As the Kalinin and Western Fronts battled into western Russia the STAVKA issued orders to the commander of the former, Army Gen. A. I. Yeryomenko, on September 19 to prepare a new operation to finally take Velizh, which was done the next day. Following this success the High Command set its sights on Vitebsk. Yeryomenko wrote on September 22 that he would "make the main attack with the 4th Shock, 43rd, and 39th Armies in the general direction of Vitebsk. To that end I will reinforce 4th Shock Army with four rifle divisions (the 234th, 235th, 117th, and 16th Lithuanian Rifle Divisions)..." Days later he began planning a supporting operation by 3rd Shock Army toward Nevel, which was an important railroad and road center and a large supply base; its liberation would go some way toward outflanking Vitebsk from the north.

The offensive began at 0500 hours on October 6 with a reconnaissance-in-force, followed by a 90-minute artillery preparation at 0840 hours and airstrikes by 21st Assault Aviation Regiment. 3rd Shock went over to the attack at 1000 hours on the Zhigary-Shliapy sector, precisely at the boundary between Army Groups North and Center. 28th Rifle Division spearheaded the assault in the first echelon followed closely by an exploitation echelon consisting of the 21st Guards Rifle Division and the 78th Tank Brigade with 54 tanks. The assaulting force struck and demolished the 2nd Luftwaffe Field Division. Nevel itself was taken by a flying column by the end of the day. Meanwhile, 4th Shock launched its attack toward Gorodok. The Army commander, Maj. Gen. V. I. Shvetsov, had formed a shock group from two of his rifle corps, each advancing abreast in three echelons. 2nd Guards Rifle Corps led with its 360th Rifle Division, followed by 117th and 16th Lithuanian Divisions and two tank brigades. 83rd Corps had its 47th Rifle Division up, supported by 234th, 235th and 381st Rifle Divisions and another two tank brigades. Although there were no further panicked withdrawals by units of II Luftwaffe Field Corps the attack gained about 20 km but ultimately faltered just short of the Nevel-Gorodok-Vitebsk railroad and highway.

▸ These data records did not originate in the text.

use anyhow::{Context, Result};
use async_trait::async_trait;
use reqwest::{Client, StatusCode};
use serde::{Deserialize, Serialize};

use crate::error::BackendError;

const ANTHROPIC_API_URL: &str = "https://api.anthropic.com";
const DEFAULT_MODEL: &str = "claude-3-5-haiku-20241022";

/// A text-in, text-out generative model
#[async_trait]
pub trait GenerativeBackend: Send + Sync {
    async fn complete(&self, prompt: &str, max_tokens: u32) -> Result<String, BackendError>;
}

#[derive(Serialize)]
struct ClaudeRequest<'a> {
    model: &'a str,
    max_tokens: u32,
    messages: Vec<Message<'a>>,
}

#[derive(Serialize)]
struct Message<'a> {
    role: &'a str,
    content: &'a str,
}

#[derive(Deserialize)]
struct ClaudeResponse {
    content: Vec<Content>,
}

#[derive(Deserialize)]
struct Content {
    #[serde(default)]
    text: String,
}

pub struct ClaudeBackend {
    client: Client,
    api_key: String,
    base_url: String,
    model: String,
}

impl ClaudeBackend {
    pub fn new(api_key: String) -> Result<Self> {
        Self::with_base_url(api_key, ANTHROPIC_API_URL)
    }

    pub fn with_base_url(api_key: String, base_url: impl Into<String>) -> Result<Self> {
        let client = Client::builder()
            .timeout(std::time::Duration::from_secs(60))
            .build()
            .context("Failed to create HTTP client")?;

        Ok(Self {
            client,
            api_key,
            base_url: base_url.into().trim_end_matches('/').to_string(),
            model: DEFAULT_MODEL.to_string(),
        })
    }

    pub fn with_model(mut self, model: impl Into<String>) -> Self {
        self.model = model.into();
        self
    }
}

#[async_trait]
impl GenerativeBackend for ClaudeBackend {
    async fn complete(&self, prompt: &str, max_tokens: u32) -> Result<String, BackendError> {
        let request = ClaudeRequest {
            model: &self.model,
            max_tokens,
            messages: vec![Message {
                role: "user",
                content: prompt,
            }],
        };

        let response = self
            .client
            .post(format!("{}/v1/messages", self.base_url))
            .header("x-api-key", &self.api_key)
            .header("anthropic-version", "2023-06-01")
            .header("content-type", "application/json")
            .json(&request)
            .send()
            .await?;

        let status = response.status();
        if !status.is_success() {
            let body = response
                .text()
                .await
                .unwrap_or_else(|_| String::from("unknown error"));
            if status == StatusCode::TOO_MANY_REQUESTS || body.contains("rate_limit") {
                return Err(BackendError::RateLimited(body));
            }
            return Err(BackendError::Api {
                status: status.as_u16(),
                body,
            });
        }

        let claude_response = response.json::<ClaudeResponse>().await?;

        let text = claude_response
            .content
            .iter()
            .map(|c| c.text.as_str())
            .collect::<Vec<_>>()
            .join("")
            .trim()
            .to_string();

        if text.is_empty() {
            return Err(BackendError::Empty);
        }
        Ok(text)
    }
}

#[cfg(test)]
mod tests {
    use super::*;

    #[tokio::test]
    async fn test_complete_returns_text() {
        let mut server = mockito::Server::new_async().await;
        let mock = server
            .mock("POST", "/v1/messages")
            .match_header("x-api-key", "test-key")
            .match_header("anthropic-version", "2023-06-01")
            .with_status(200)
            .with_body(r#"{"content":[{"type":"text","text":"  Hoshoryu takes the Cup.  "}]}"#)
            .create_async()
            .await;

        let backend = ClaudeBackend::with_base_url("test-key".to_string(), server.url()).unwrap();
        let text = backend.complete("Summarize", 150).await.unwrap();

        assert_eq!(text, "Hoshoryu takes the Cup.");
        mock.assert_async().await;
    }

    #[tokio::test]
    async fn test_complete_rate_limited() {
        let mut server = mockito::Server::new_async().await;
        let _mock = server
            .mock("POST", "/v1/messages")
            .with_status(429)
            .with_body(r#"{"type":"error","error":{"type":"rate_limit_error"}}"#)
            .create_async()
            .await;

        let backend = ClaudeBackend::with_base_url("k".to_string(), server.url()).unwrap();
        let err = backend.complete("Summarize", 150).await.unwrap_err();
        assert!(matches!(err, BackendError::RateLimited(_)));
    }

    #[tokio::test]
    async fn test_complete_api_error() {
        let mut server = mockito::Server::new_async().await;
        let _mock = server
            .mock("POST", "/v1/messages")
            .with_status(500)
            .with_body("overloaded")
            .create_async()
            .await;

        let backend = ClaudeBackend::with_base_url("k".to_string(), server.url()).unwrap();
        let err = backend.complete("Summarize", 150).await.unwrap_err();
        assert!(matches!(err, BackendError::Api { status: 500, .. }));
    }

    #[tokio::test]
    async fn test_complete_empty_content() {
        let mut server = mockito::Server::new_async().await;
        let _mock = server
            .mock("POST", "/v1/messages")
            .with_status(200)
            .with_body(r#"{"content":[]}"#)
            .create_async()
            .await;

        let backend = ClaudeBackend::with_base_url("k".to_string(), server.url()).unwrap();
        let err = backend.complete("Summarize", 150).await.unwrap_err();
        assert!(matches!(err, BackendError::Empty));
    }
}
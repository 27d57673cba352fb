use std::future::Future;
use std::time::Duration;
use tokio::time::{sleep_until, Instant};

/// Politeness delay between outbound requests of one kind.
///
/// The first call never waits. Later calls wait until `interval` has elapsed
/// since the previous call returned, so a slow call still gets its pause.
#[derive(Debug)]
pub struct Throttle {
    interval: Duration,
    last: Option<Instant>,
}

impl Throttle {
    pub fn new(interval: Duration) -> Self {
        Self {
            interval,
            last: None,
        }
    }

    pub fn interval(&self) -> Duration {
        self.interval
    }

    /// Sleep until the pause after the previous call has run out
    pub async fn wait(&mut self) {
        if let Some(last) = self.last {
            sleep_until(last + self.interval).await;
        }
    }

    /// Record that a call just returned
    pub fn done(&mut self) {
        self.last = Some(Instant::now());
    }

    /// Wait for the pause, drive `call` to completion, then start the next pause
    pub async fn run<F: Future>(&mut self, call: F) -> F::Output {
        self.wait().await;
        let output = call.await;
        self.done();
        output
    }
}

#[cfg(test)]
mod tests {
    use super::*;
    use tokio::time::sleep;

    #[tokio::test(start_paused = true)]
    async fn test_first_call_is_immediate() {
        let mut throttle = Throttle::new(Duration::from_secs(2));
        let start = Instant::now();
        throttle.run(async {}).await;
        assert_eq!(start.elapsed(), Duration::ZERO);
    }

    #[tokio::test(start_paused = true)]
    async fn test_instant_calls_are_spaced() {
        let mut throttle = Throttle::new(Duration::from_secs(1));
        let start = Instant::now();
        throttle.run(async {}).await;
        throttle.run(async {}).await;
        throttle.run(async {}).await;
        assert_eq!(start.elapsed(), Duration::from_secs(2));
    }

    #[tokio::test(start_paused = true)]
    async fn test_slow_call_still_gets_full_pause() {
        let mut throttle = Throttle::new(Duration::from_secs(1));
        throttle.run(sleep(Duration::from_millis(1500))).await;
        let call_returned = Instant::now();

        let started = throttle.run(async { Instant::now() }).await;
        assert_eq!(started - call_returned, Duration::from_secs(1));
    }

    #[tokio::test(start_paused = true)]
    async fn test_work_between_calls_counts_toward_pause() {
        let mut throttle = Throttle::new(Duration::from_secs(1));
        throttle.run(async {}).await;
        sleep(Duration::from_secs(5)).await;
        let before = Instant::now();
        throttle.run(async {}).await;
        assert_eq!(before.elapsed(), Duration::ZERO);
    }
}
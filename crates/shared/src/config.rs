use anyhow::{Context, Result};
use std::env;
use std::fs;
use std::path::PathBuf;

use crate::models::SourceConfig;
use crate::relevance::RelevanceFilter;

const APP_DIR: &str = "sumo-digest";

/// SMTP settings for the delivery gateway
#[derive(Debug, Clone)]
pub struct EmailConfig {
    pub host: String,
    pub port: u16,
    pub user: String,
    pub pass: String,
    pub to: String,
}

#[derive(Debug, Clone)]
pub struct Config {
    pub anthropic_api_key: Option<String>,
    pub email: Option<EmailConfig>,
    pub db_path: PathBuf,
    pub archives_dir: PathBuf,
    pub sources: Vec<SourceConfig>,
    pub keywords: Vec<String>,
    pub exclusions: Vec<String>,
    pub max_items: usize,
}

impl Config {
    pub fn from_env() -> Result<Self> {
        // Try to load .env from multiple locations
        Self::try_load_dotenv();

        let anthropic_api_key = env::var("ANTHROPIC_API_KEY")
            .ok()
            .filter(|key| !key.trim().is_empty());

        let email = Self::email_from_env()?;

        let db_path = match env::var("SUMO_DIGEST_DB") {
            Ok(path) => PathBuf::from(path),
            Err(_) => Self::data_dir()?.join("sumo_news.db"),
        };

        let archives_dir = match env::var("SUMO_DIGEST_ARCHIVES") {
            Ok(path) => PathBuf::from(path),
            Err(_) => Self::data_dir()?.join("archives"),
        };

        let sources = match env::var("SUMO_DIGEST_SOURCES") {
            Ok(path) => Self::load_sources(&PathBuf::from(path))?,
            Err(_) => SourceConfig::defaults(),
        };

        let keywords = env::var("SUMO_DIGEST_KEYWORDS")
            .map(|raw| split_list(&raw))
            .unwrap_or_else(|_| RelevanceFilter::default_keywords());

        let exclusions = env::var("SUMO_DIGEST_EXCLUDE")
            .map(|raw| split_list(&raw))
            .unwrap_or_else(|_| RelevanceFilter::default_exclusions());

        let max_items = match env::var("SUMO_DIGEST_MAX_ITEMS") {
            Ok(raw) => raw
                .trim()
                .parse()
                .with_context(|| format!("SUMO_DIGEST_MAX_ITEMS must be a number, got {:?}", raw))?,
            Err(_) => 10,
        };

        Ok(Self {
            anthropic_api_key,
            email,
            db_path,
            archives_dir,
            sources,
            keywords,
            exclusions,
            max_items,
        })
    }

    /// Email settings are all-or-nothing. A partial set is a configuration mistake.
    fn email_from_env() -> Result<Option<EmailConfig>> {
        let vars = ["EMAIL_HOST", "EMAIL_USER", "EMAIL_PASS", "EMAIL_TO"];
        let present: Vec<&str> = vars
            .iter()
            .copied()
            .filter(|name| env::var(name).is_ok())
            .collect();

        if present.is_empty() {
            return Ok(None);
        }

        let get = |name: &str| {
            env::var(name).with_context(|| {
                format!(
                    "{} not found, but other EMAIL_* settings are set.\n\n\
                    To fix this, add to ~/.config/{}/.env:\n  \
                    EMAIL_HOST=smtp.gmail.com\n  \
                    EMAIL_PORT=587\n  \
                    EMAIL_USER=you@example.com\n  \
                    EMAIL_PASS=your_app_password\n  \
                    EMAIL_TO=recipient@example.com",
                    name, APP_DIR
                )
            })
        };

        let port = match env::var("EMAIL_PORT") {
            Ok(raw) => raw
                .trim()
                .parse()
                .with_context(|| format!("EMAIL_PORT must be a port number, got {:?}", raw))?,
            Err(_) => 587,
        };

        Ok(Some(EmailConfig {
            host: get("EMAIL_HOST")?,
            port,
            user: get("EMAIL_USER")?,
            pass: get("EMAIL_PASS")?,
            to: get("EMAIL_TO")?,
        }))
    }

    /// Email settings, required for runs that actually deliver
    pub fn require_email(&self) -> Result<&EmailConfig> {
        self.email.as_ref().context(
            "EMAIL_HOST, EMAIL_USER, EMAIL_PASS and EMAIL_TO are required to send the digest.\n\
            Set them in the environment or in ~/.config/sumo-digest/.env, \
            or use --dry-run to build the digest without sending it.",
        )
    }

    pub fn relevance_filter(&self) -> RelevanceFilter {
        RelevanceFilter::new(self.keywords.clone(), self.exclusions.clone())
    }

    fn load_sources(path: &PathBuf) -> Result<Vec<SourceConfig>> {
        let content = fs::read_to_string(path)
            .with_context(|| format!("Failed to read sources file: {}", path.display()))?;
        let sources: Vec<SourceConfig> = serde_json::from_str(&content).with_context(|| {
            format!(
                "Failed to parse sources file {}. Expected a JSON array of \
                {{\"name\", \"base_url\", \"listing_url\", \"parser\"}} objects.",
                path.display()
            )
        })?;
        if sources.is_empty() {
            anyhow::bail!("Sources file {} lists no sources", path.display());
        }
        Ok(sources)
    }

    fn data_dir() -> Result<PathBuf> {
        let dir = dirs::data_local_dir()
            .context("Could not determine local data directory")?
            .join(APP_DIR);
        fs::create_dir_all(&dir).context("Failed to create data directory")?;
        Ok(dir)
    }

    fn try_load_dotenv() {
        // Try locations in order of preference:

        // 1. Current directory (for development)
        if dotenvy::dotenv().is_ok() {
            return;
        }

        // 2. ~/.config/sumo-digest/.env (standard config location)
        if let Some(config_dir) = dirs::config_dir() {
            let config_path = config_dir.join(APP_DIR).join(".env");
            if config_path.exists() && dotenvy::from_path(&config_path).is_ok() {
                return;
            }
        }

        // 3. ~/.env (home directory)
        if let Some(home_dir) = dirs::home_dir() {
            let home_path = home_dir.join(".env");
            if home_path.exists() {
                let _ = dotenvy::from_path(&home_path);
            }
        }

        // If none found, that's okay - environment variables might be set system-wide
    }
}

fn split_list(raw: &str) -> Vec<String> {
    raw.split(',')
        .map(|s| s.trim().to_lowercase())
        .filter(|s| !s.is_empty())
        .collect()
}

#[cfg(test)]
mod tests {
    use super::*;

    #[test]
    fn test_split_list_trims_and_lowercases() {
        assert_eq!(
            split_list(" Tournament, BASHO ,,yokozuna "),
            vec!["tournament", "basho", "yokozuna"]
        );
    }

    #[test]
    fn test_load_sources_from_json() {
        let dir = tempfile::tempdir().unwrap();
        let path = dir.path().join("sources.json");
        fs::write(
            &path,
            r#"[{"name":"Test","base_url":"https://t.jp","listing_url":"https://t.jp/news","parser":"content_areas"}]"#,
        )
        .unwrap();

        let sources = Config::load_sources(&path).unwrap();
        assert_eq!(sources.len(), 1);
        assert_eq!(sources[0].parser, crate::models::ParserKind::ContentAreas);
    }

    #[test]
    fn test_load_sources_rejects_empty_list() {
        let dir = tempfile::tempdir().unwrap();
        let path = dir.path().join("sources.json");
        fs::write(&path, "[]").unwrap();
        assert!(Config::load_sources(&path).is_err());
    }
}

Despite this initial success, for reasons that remain uncertain Yeryomenko reined in his advancing forces on October 9 and by the next day German reserves had managed to cordon off the huge salient, which thwarted any immediate push toward Vitebsk. After mid-month 4th Shock conducted nearly constant operations either to improve its positions or defend against German counterattacks. A more determined effort began on October 17 when 83rd Corps and 2nd Guards Corps struck the 129th Infantry Division and the flank and rear of II Luftwaffe Corps, threatening to collapse the defenses north of Vitebsk. In response the 20th Panzer Division, although it had fewer than 20 tanks on strength, was ordered to counterattack and managed to contain the advance after two days of heavy fighting. Nevertheless, the Luftwaffe troops were forced to withdraw to new defensive positions. On October 20 Kalinin Front was redesignated as 1st Baltic Front; at about this time Yeryomenko reported that his rifle divisions had been reduced to from 3,500 - 4,500 personnel each.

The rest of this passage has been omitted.